司徒威這一番鼓動,還真起了些作用,剛才惶恐不安的黨羽官員們,終於平靜下來。

這時更有不少司徒威的鐵桿死黨,如高元博等人,已經清醒過來,深知今日已是你死我活之局,他們這些人全無退路,已經徹底綁在司徒威的戰車上了。

想通這一點,他們不僅不怕了,反而還紛紛叫嚷,主動詢問司徒威有什麼地方能幫忙。

見他們如此,司徒威也挺感動,不過還是請他們先去偏廳等候。司徒威深知,這些人和自己一樣,玩陰謀詭計絕對一流,但這樣真刀真槍的陣仗,要他們幫忙,純粹自找麻煩。

當然婉拒之時,這樣的原因沒法說出口。

司徒威只是大義凜然地告訴他們,說他們這些人,身份高貴,才華卓絕,將來還要起大作用,所以今天這種小仗,不能輕易讓他們冒險。還是先去偏廳輕鬆喝茶,等待將士兒郎們得勝的訊息即可。

聽了司徒威這一番話,本就鐵了心跟隨的高元博等人,更是心中感動。他們徹底下定決心,要死心塌地跟著司徒威幹到底。

眼看著眾人走出議事廳,剛才還一臉自信面容的司徒威,一下子就陰沉下來。

「龍雀,」他看著身旁這位義子,說道,「人手安排得怎麼樣了?」

「義父大人請放心,」蕭龍雀躬身稟道,「府中八百精兵,已佈置完畢。五十名法師也各據要隘,必要時可配合府中法陣,升起五靈法盾,將全府籠罩在內,讓外面那些人無論用水淹還是火攻,都無從下手。」

「很好。」司徒威點點頭,又問道,「闔府將士,士氣如何?」

「士氣高昂!」蕭龍雀斬釘截鐵道,「平日我們高薪厚賞、大魚大肉地養著這幫人,就等著今天這種時候出死力。義父請放心,他們現在正一個個嗷嗷叫著,說要為義父您潑命相拼!」

「那就好。」司徒威聞言,略感欣慰。

想了想,他又道:「龍雀,你查清府外是誰人指揮了嗎?」

「是……」剛才有問必答的神戟將,聽到這個問題後,卻欲言又止。

「怎麼了?」司徒威不滿地看著他,「龍雀,這有什麼不好說的?」

「是蘇漸。」蕭龍雀神色古怪地答道。

「又是他!」司徒威十分失態地大吼一聲,臉色十分難看。

還別說,剛才他真的心口如一,對今晚突圍之事很有把握。畢竟雙方情報不對等,司徒威自信府中暗蓄八百精兵、五十法師之事,連李翊都不知情。
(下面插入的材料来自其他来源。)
//! Forward-only height scanning over a Cosmos chain.

use tracing::debug;

use crate::error::PollError;
use crate::pollers::PollContext;
use crate::rpc::{CosmosRpc, CosmosTx, HeightQuery};

/// Scans heights forward from a start height until a matcher accepts one.
pub(crate) struct HeightScanner<'a> {
    pub rpc: &'a dyn CosmosRpc,
    pub query: HeightQuery,
    /// Heights fetched before re-reading the chain head.
    pub max_heights_per_pass: u64,
}

impl<'a> HeightScanner<'a> {
    /// Starting height when the caller gave none: `latest - lookback`.
    pub async fn default_start(&self, ctx: &PollContext<'_>, lookback: u64) -> Result<u64, PollError> {
        let latest = ctx
            .call("latest_height", || self.rpc.latest_height())
            .await?;
        Ok(latest.saturating_sub(lookback).max(1))
    }

    /// Visit heights from `start` until `matcher` returns `Some`.
    ///
    /// Returns the match and the height it was found at. Each height is
    /// visited once; after catching up with the head the scanner sleeps one
    /// interval before re-reading it.
    pub async fn find<T, F>(
        &self,
        ctx: &PollContext<'_>,
        start: u64,
        mut matcher: F,
    ) -> Result<(T, u64), PollError>
    where
        F: FnMut(u64, &[CosmosTx]) -> Result<Option<T>, PollError>,
    {
        let mut next = start.max(1);

        loop {
            ctx.check()?;
            let latest = ctx
                .call("latest_height", || self.rpc.latest_height())
                .await?;
            let pass_end = latest.min(next.saturating_add(self.max_heights_per_pass.max(1) - 1));

            while next <= pass_end {
                ctx.check()?;
                let height = next;
                let txs = ctx
                    .call("events_at", || self.rpc.events_at(height, self.query))
                    .await?;
                if let Some(found) = matcher(height, &txs)? {
                    return Ok((found, height));
                }
                next += 1;
            }

            debug!(
                flow_id = ctx.flow_id,
                chain = %ctx.chain,
                next_height = next,
                latest,
                "Height scan pass complete"
            );

            if next > latest {
                ctx.pause().await?;
            }
        }
    }
}

#[cfg(test)]
pub(crate) mod tests {
    use super::*;
    use crate::block_meta::BlockSource;
    use crate::pollers::tests::params;
    use crate::retry::RetryConfig;
    use crate::rpc::{ForwardingAccount, TxEvent};
    use crate::types::{ChainKey, FlowType};
    use async_trait::async_trait;
    use eyre::{eyre, Result};
    use std::collections::HashMap;
    use std::sync::Mutex;
    use std::time::Duration;

    /// In-memory Cosmos chain: events per height and a head that advances by
    /// `advance_per_status` on every `latest_height` call.
    pub(crate) struct FakeCosmos {
        pub heights: Mutex<HashMap<u64, Vec<CosmosTx>>>,
        pub head: Mutex<u64>,
        pub advance_per_status: u64,
        pub forwarding: Mutex<Option<ForwardingAccount>>,
        pub visited: Mutex<Vec<u64>>,
        pub fail_next_events: Mutex<u32>,
    }

    impl FakeCosmos {
        pub(crate) fn new(head: u64) -> Self {
            Self {
                heights: Mutex::new(HashMap::new()),
                head: Mutex::new(head),
                advance_per_status: 0,
                forwarding: Mutex::new(None),
                visited: Mutex::new(Vec::new()),
                fail_next_events: Mutex::new(0),
            }
        }

        pub(crate) fn put(&self, height: u64, hash: Option<&str>, code: u32, events: Vec<TxEvent>) {
            self.heights
                .lock()
                .unwrap()
                .entry(height)
                .or_default()
                .push(CosmosTx {
                    hash: hash.map(str::to_string),
                    code,
                    events,
                });
        }
    }

    #[async_trait]
    impl BlockSource for FakeCosmos {
        async fn block_timestamp(&self, height: u64) -> Result<Option<i64>> {
            Ok(Some(1_700_000_000 + height as i64))
        }
    }

    #[async_trait]
    impl CosmosRpc for FakeCosmos {
        async fn latest_height(&self) -> Result<u64> {
            let mut head = self.head.lock().unwrap();
            let current = *head;
            *head += self.advance_per_status;
            Ok(current)
        }

        async fn events_at(&self, height: u64, _query: HeightQuery) -> Result<Vec<CosmosTx>> {
            {
                let mut fail = self.fail_next_events.lock().unwrap();
                if *fail > 0 {
                    *fail -= 1;
                    return Err(eyre!("connection reset by peer"));
                }
            }
            self.visited.lock().unwrap().push(height);
            Ok(self
                .heights
                .lock()
                .unwrap()
                .get(&height)
                .cloned()
                .unwrap_or_default())
        }

        async fn forwarding_account(&self, _channel: &str, recipient: &str) -> Result<ForwardingAccount> {
            self.forwarding
                .lock()
                .unwrap()
                .clone()
                .ok_or_else(|| eyre!("no forwarding account for {}", recipient))
        }
    }

    fn marker(tx: &CosmosTx) -> bool {
        tx.events.iter().any(|e| e.kind == "marker")
    }

    #[tokio::test(start_paused = true)]
    async fn test_find_visits_each_height_once_across_passes() {
        let chain = FakeCosmos {
            advance_per_status: 2,
            ..FakeCosmos::new(12)
        };
        chain.put(15, Some("AA"), 0, vec![TxEvent::new("marker", &[])]);
        let p = params(ChainKey::Noble, FlowType::Deposit, Default::default());
        let retry = RetryConfig::default();
        let ctx = PollContext::new(&p, &retry);
        let scanner = HeightScanner {
            rpc: &chain,
            query: HeightQuery::TxSearch,
            max_heights_per_pass: 10,
        };

        let (hash, height) = scanner
            .find(&ctx, 10, |_, txs| {
                Ok(txs.iter().find(|t| marker(t)).and_then(|t| t.hash.clone()))
            })
            .await
            .unwrap();

        assert_eq!(hash, "AA");
        assert_eq!(height, 15);
        assert_eq!(*chain.visited.lock().unwrap(), vec![10, 11, 12, 13, 14, 15]);
    }

    #[tokio::test(start_paused = true)]
    async fn test_find_retries_transient_rpc_errors() {
        let chain = FakeCosmos::new(5);
        *chain.fail_next_events.lock().unwrap() = 1;
        chain.put(5, Some("BB"), 0, vec![TxEvent::new("marker", &[])]);
        let p = params(ChainKey::Namada, FlowType::Deposit, Default::default());
        let retry = RetryConfig {
            max_attempts: 3,
            initial_delay: Duration::from_millis(5),
            max_delay: Duration::from_millis(5),
        };
        let ctx = PollContext::new(&p, &retry);
        let scanner = HeightScanner {
            rpc: &chain,
            query: HeightQuery::BlockResults,
            max_heights_per_pass: 10,
        };
        let (_, height) = scanner
            .find(&ctx, 5, |_, txs| Ok(txs.iter().find(|t| marker(t)).map(|_| ())))
            .await
            .unwrap();
        assert_eq!(height, 5);
    }

    #[tokio::test(start_paused = true)]
    async fn test_find_times_out() {
        let chain = FakeCosmos::new(3);
        let mut p = params(ChainKey::Namada, FlowType::Deposit, Default::default());
        p.timeout = Duration::from_secs(30);
        let retry = RetryConfig::default();
        let ctx = PollContext::new(&p, &retry);
        let scanner = HeightScanner {
            rpc: &chain,
            query: HeightQuery::BlockResults,
            max_heights_per_pass: 10,
        };
        let err = scanner
            .find(&ctx, 1, |_, _| Ok(None::<()>))
            .await
            .unwrap_err();
        assert_eq!(err.kind, crate::error::PollErrorKind::PollingTimeout);
        assert_eq!(*chain.visited.lock().unwrap(), vec![1, 2, 3]);
    }
}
這種情況下,只要調配得當,故佈疑陣,然後突然一鼓作氣地衝出,突圍成功的可能性還真的很大。

但不知道為什麼,現在一聽是蘇漸在外面指揮,司徒威卻忽然沒那麼自信了。

本來挺高昂的心情,一下子低沉了起來。

愣怔半晌,司徒威忽然鬱悶無比地說道:「龍雀,為父真的後悔了。」

「後悔?」蕭龍雀有些訝異。

「是的,後悔。」司徒威沉痛說道,「我悔不聽你當初之言,還是小看了這人。他怎麼能壞成這樣?居然在靈州那種情況下,還戲中有戲,於生死搏鬥中,敢讓甘文光假死。膽子太大,心機太深!」

「失算,失算!如果當初聽你之計,極力將他一刀殺卻,哪有今夜這局面?老夫真沒想到,蘇漸這人,居然能壞成這樣!」

「阿嚏!」這時正在府外揚鞭躍馬、指揮大軍往來包圍的蘇漸,忽然間打了個噴嚏。

「哈哈!」他大笑一聲,揚鞭一指面前黑沉沉的宰相府,大笑說道,「司徒老兒必在罵我。」

蓋英衞正候在他身旁,一聽便勃然大怒,大罵道:「這個老匹夫!老混蛋!殘害忠良,還敢罵大人?待會兒屬下衝進府裡,一定扇他十個八個大耳光,管叫他不敢再胡說八道!」

「沒關係、沒關係。」蘇漸卻擺手大笑道,「壞人說我是壞人,小爺我高興還來不及呢!」

「哈哈哈!」聽得此言,周圍眾人想了想,還真是這個理,便齊齊大笑起來。

待大家笑聲略歇,蘇漸便揚鞭示意眾人噤聲;然後他催馬上前,正對著宰相府的朱漆大門,運了運氣,高聲喝道:「司徒威!你事犯了!陛下有旨,帶你回去三堂會審,快開門!」

蘇漸喝叫之時,已用了靈力,因此這聲音清越響亮,在夜空中幾乎傳出七八里,連遠處民居中偷偷聽壁腳的百姓,都聽得個一清二楚。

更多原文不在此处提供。